* REQUIREMENT *
Find the string "info" in the data, then copy every line where it is found.

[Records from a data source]
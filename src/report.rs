use crate::models::MatchDecision;
use serde::Serialize;
use std::collections::BTreeMap;

/// High-level validation metrics for one run.
#[derive(Debug, Clone, Serialize)]
pub struct Summary {
    pub forward_total: usize,
    pub forward_matched: usize,
    pub forward_match_rate: f64,
    pub inverse_total: usize,
    pub inverse_matched: usize,
    pub inverse_match_rate: f64,
}

/// Failure-reason histograms and the per-dataset breakdown of successful
/// forward matches.
#[derive(Debug, Clone, Serialize)]
pub struct Diagnostics {
    pub forward_failure_reasons: BTreeMap<String, usize>,
    pub inverse_failure_reasons: BTreeMap<String, usize>,
    pub forward_dataset_breakdown: BTreeMap<String, usize>,
}

/// Flat row shape for the per-decision CSV outputs.
#[derive(Debug, Clone, Serialize)]
pub struct DecisionRow {
    pub source_id: String,
    pub matched_id: Option<String>,
    pub matched_dataset: Option<String>,
    pub score: f64,
    pub passed: bool,
    pub reason: String,
}

fn match_rate(matched: usize, total: usize) -> f64 {
    if total == 0 {
        0.0
    } else {
        matched as f64 / total as f64
    }
}

/// Compute forward/inverse totals, matched counts, and match rates.
pub fn build_summary(forward: &[MatchDecision], inverse: &[MatchDecision]) -> Summary {
    let forward_matched = forward.iter().filter(|d| d.passed).count();
    let inverse_matched = inverse.iter().filter(|d| d.passed).count();

    Summary {
        forward_total: forward.len(),
        forward_matched,
        forward_match_rate: match_rate(forward_matched, forward.len()),
        inverse_total: inverse.len(),
        inverse_matched,
        inverse_match_rate: match_rate(inverse_matched, inverse.len()),
    }
}

/// Count failure reasons for unmatched events.
pub fn failure_reasons(decisions: &[MatchDecision]) -> BTreeMap<String, usize> {
    let mut reasons = BTreeMap::new();
    for d in decisions.iter().filter(|d| !d.passed) {
        *reasons.entry(d.reason.clone()).or_default() += 1;
    }
    reasons
}

/// Count successful matches by reference dataset.
pub fn dataset_breakdown(decisions: &[MatchDecision]) -> BTreeMap<String, usize> {
    let mut counts = BTreeMap::new();
    for d in decisions.iter().filter(|d| d.passed) {
        if let Some(dataset) = &d.matched_dataset {
            *counts.entry(dataset.clone()).or_default() += 1;
        }
    }
    counts
}

/// Assemble the diagnostics object from both decision sets.
pub fn build_diagnostics(forward: &[MatchDecision], inverse: &[MatchDecision]) -> Diagnostics {
    Diagnostics {
        forward_failure_reasons: failure_reasons(forward),
        inverse_failure_reasons: failure_reasons(inverse),
        forward_dataset_breakdown: dataset_breakdown(forward),
    }
}

/// Convert decisions into flat rows suitable for CSV output.
pub fn decisions_to_rows(decisions: &[MatchDecision]) -> Vec<DecisionRow> {
    decisions
        .iter()
        .map(|d| DecisionRow {
            source_id: d.source_id.clone(),
            matched_id: d.matched_id.clone(),
            matched_dataset: d.matched_dataset.clone(),
            score: d.score,
            passed: d.passed,
            reason: d.reason.clone(),
        })
        .collect()
}
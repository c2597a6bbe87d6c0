use crate::canonical::parse_date;
use crate::error::{Result, ValidationError};
use crate::io::{number_value, string_value};
use crate::models::RefEvent;
use chrono::NaiveDate;
use serde_json::{Map, Value};
use std::fs;
use std::path::Path;
use tracing::info;

/// Read one cached reference dataset file: a JSON array of row objects.
/// A missing cache file is a configuration error (the caching step was
/// skipped or mispointed), not a data error.
fn read_cache(path: &Path, dataset: &str) -> Result<Vec<Map<String, Value>>> {
    if !path.exists() {
        return Err(ValidationError::Config(format!(
            "{dataset} reference cache not found: {}",
            path.display()
        )));
    }

    let raw = fs::read_to_string(path)?;
    let value: Value = serde_json::from_str(&raw)?;

    let Value::Array(rows) = value else {
        return Err(ValidationError::Schema(format!(
            "{dataset} cache is not a JSON array: {}",
            path.display()
        )));
    };

    rows.into_iter()
        .enumerate()
        .map(|(idx, row)| match row {
            Value::Object(map) => Ok(map),
            _ => Err(ValidationError::Schema(format!(
                "{dataset} cache row {idx} is not an object"
            ))),
        })
        .collect()
}

fn require_id(row: &Map<String, Value>, key: &str, dataset: &str, idx: usize) -> Result<String> {
    row.get(key).and_then(string_value).ok_or_else(|| {
        ValidationError::Schema(format!("{dataset} cache row {idx} is missing '{key}'"))
    })
}

fn date_field(row: &Map<String, Value>, key: &str) -> Option<NaiveDate> {
    parse_date(row.get(key).and_then(string_value).as_deref())
}

fn opt_string(row: &Map<String, Value>, key: &str) -> Option<String> {
    row.get(key).and_then(string_value)
}

fn opt_f64(row: &Map<String, Value>, key: &str) -> Option<f64> {
    row.get(key).and_then(number_value)
}

/// Flood-archive export (Dartmouth Flood Observatory).
pub fn load_dfo(cache_path: &Path) -> Result<Vec<RefEvent>> {
    read_cache(cache_path, "DFO")?
        .iter()
        .enumerate()
        .map(|(idx, row)| {
            let id = require_id(row, "id", "DFO", idx)?;
            Ok(RefEvent {
                ref_id: format!("DFO_{id}"),
                dataset: "DFO".to_string(),
                ref_type: "flood".to_string(),
                date_start: date_field(row, "start_date"),
                date_end: date_field(row, "end_date"),
                location_name: opt_string(row, "location"),
                country: opt_string(row, "country"),
                lat: opt_f64(row, "lat"),
                lon: opt_f64(row, "lon"),
                text: opt_string(row, "description"),
            })
        })
        .collect()
}

/// Disaster-alert feed (GDACS).
pub fn load_gdacs(cache_path: &Path) -> Result<Vec<RefEvent>> {
    read_cache(cache_path, "GDACS")?
        .iter()
        .enumerate()
        .map(|(idx, row)| {
            let id = require_id(row, "id", "GDACS", idx)?;
            Ok(RefEvent {
                ref_id: format!("GDACS_{id}"),
                dataset: "GDACS".to_string(),
                ref_type: "flood".to_string(),
                date_start: date_field(row, "fromdate"),
                date_end: date_field(row, "todate"),
                location_name: opt_string(row, "country"),
                country: opt_string(row, "country"),
                lat: opt_f64(row, "lat"),
                lon: opt_f64(row, "lon"),
                text: opt_string(row, "name"),
            })
        })
        .collect()
}

/// International-disaster database (EM-DAT).
pub fn load_emdat(cache_path: &Path) -> Result<Vec<RefEvent>> {
    read_cache(cache_path, "EM-DAT")?
        .iter()
        .enumerate()
        .map(|(idx, row)| {
            let id = require_id(row, "disaster_no", "EM-DAT", idx)?;
            Ok(RefEvent {
                ref_id: format!("EMDAT_{id}"),
                dataset: "EM-DAT".to_string(),
                ref_type: "flood".to_string(),
                date_start: date_field(row, "start_date"),
                date_end: date_field(row, "end_date"),
                location_name: opt_string(row, "location"),
                country: opt_string(row, "country"),
                lat: None,
                lon: None,
                text: opt_string(row, "event_name"),
            })
        })
        .collect()
}

/// Humanitarian-disaster registry (ReliefWeb).
pub fn load_reliefweb(cache_path: &Path) -> Result<Vec<RefEvent>> {
    read_cache(cache_path, "ReliefWeb")?
        .iter()
        .enumerate()
        .map(|(idx, row)| {
            let id = require_id(row, "id", "ReliefWeb", idx)?;
            Ok(RefEvent {
                ref_id: format!("RELIEFWEB_{id}"),
                dataset: "ReliefWeb".to_string(),
                ref_type: "flood".to_string(),
                date_start: date_field(row, "date"),
                date_end: None,
                location_name: opt_string(row, "country"),
                country: opt_string(row, "country"),
                lat: None,
                lon: None,
                text: opt_string(row, "name"),
            })
        })
        .collect()
}

/// Load and concatenate all flood reference datasets from a cache
/// directory using the fixed per-dataset file names.
pub fn load_all_flood_references(cache_dir: &Path) -> Result<Vec<RefEvent>> {
    let mut refs = Vec::new();
    refs.extend(load_dfo(&cache_dir.join("dfo.json"))?);
    refs.extend(load_gdacs(&cache_dir.join("gdacs.json"))?);
    refs.extend(load_emdat(&cache_dir.join("emdat.json"))?);
    refs.extend(load_reliefweb(&cache_dir.join("reliefweb.json"))?);

    info!("Loaded {} reference events from {}", refs.len(), cache_dir.display());
    Ok(refs)
}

* ANSWER SECTION *
use tracing::info;
    info!("Loaded {} reference events from {}", refs.len(), cache_dir.display());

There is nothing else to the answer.